— What you are asked to do —
Wherever the string "Option" shows up in the material below, copy that line.

— Extracted entries —
//! Metrics and report export
//!
//! Serializes SimMetrics and reports to JSON for external consumption.

use crate::engine::SimEvent;
use crate::metrics::SimMetrics;
use serde::{Deserialize, Serialize};

/// Combined export containing all simulation outputs.
#[derive(Debug, Clone, Serialize, Deserialize)]
pub struct SimulationExport {
    pub version: String,
    pub metrics: SimMetrics,
    pub depth_json: Option<String>,
    pub slippage_json: Option<String>,
    pub profitability_json: Option<String>,
    pub event_count: usize,
}

/// Build a complete simulation export.
pub fn build_export(
    events: &[SimEvent],
    metrics: &SimMetrics,
    depth_json: Option<String>,
    slippage_json: Option<String>,
    profitability_json: Option<String>,
) -> SimulationExport {
    SimulationExport {
        version: crate::VERSION.to_string(),
        metrics: metrics.clone(),
        depth_json,
        slippage_json,
        profitability_json,
        event_count: events.len(),
    }
}

/// Export complete simulation data as JSON.
pub fn export_json(export: &SimulationExport) -> String {
    serde_json::to_string_pretty(export).unwrap_or_default()
}

/// Write export to a file path.
pub fn write_to_file(export: &SimulationExport, path: &str) -> std::io::Result<()> {
    let json = export_json(export);
    std::fs::write(path, json)
}

#[cfg(test)]
mod tests {
    use super::*;

    #[test]
    fn test_build_export() {
        let metrics = SimMetrics::new();
        let export = build_export(&[], &metrics, None, None, None);
        assert_eq!(export.version, crate::VERSION);
        assert_eq!(export.event_count, 0);
    }

    #[test]
    fn test_export_json_roundtrip() {
        let metrics = SimMetrics::new();
        let export = build_export(&[], &metrics, None, None, None);
        let json = export_json(&export);
        let parsed: SimulationExport = serde_json::from_str(&json).unwrap();
        assert_eq!(parsed.version, crate::VERSION);
    }

    #[test]
    fn test_export_with_reports() {
        let metrics = SimMetrics::new();
        let export = build_export(
            &[],
            &metrics,
            Some("{\"bids\":[]}".to_string()),
            Some("{\"records\":[]}".to_string()),
            Some("{\"accounts\":[]}".to_string()),
        );
        assert!(export.depth_json.is_some());
        assert!(export.slippage_json.is_some());
        assert!(export.profitability_json.is_some());
    }
}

— Problem solution —
    pub depth_json: Option<String>,
    pub slippage_json: Option<String>,
    pub profitability_json: Option<String>,
    depth_json: Option<String>,
    slippage_json: Option<String>,
    profitability_json: Option<String>,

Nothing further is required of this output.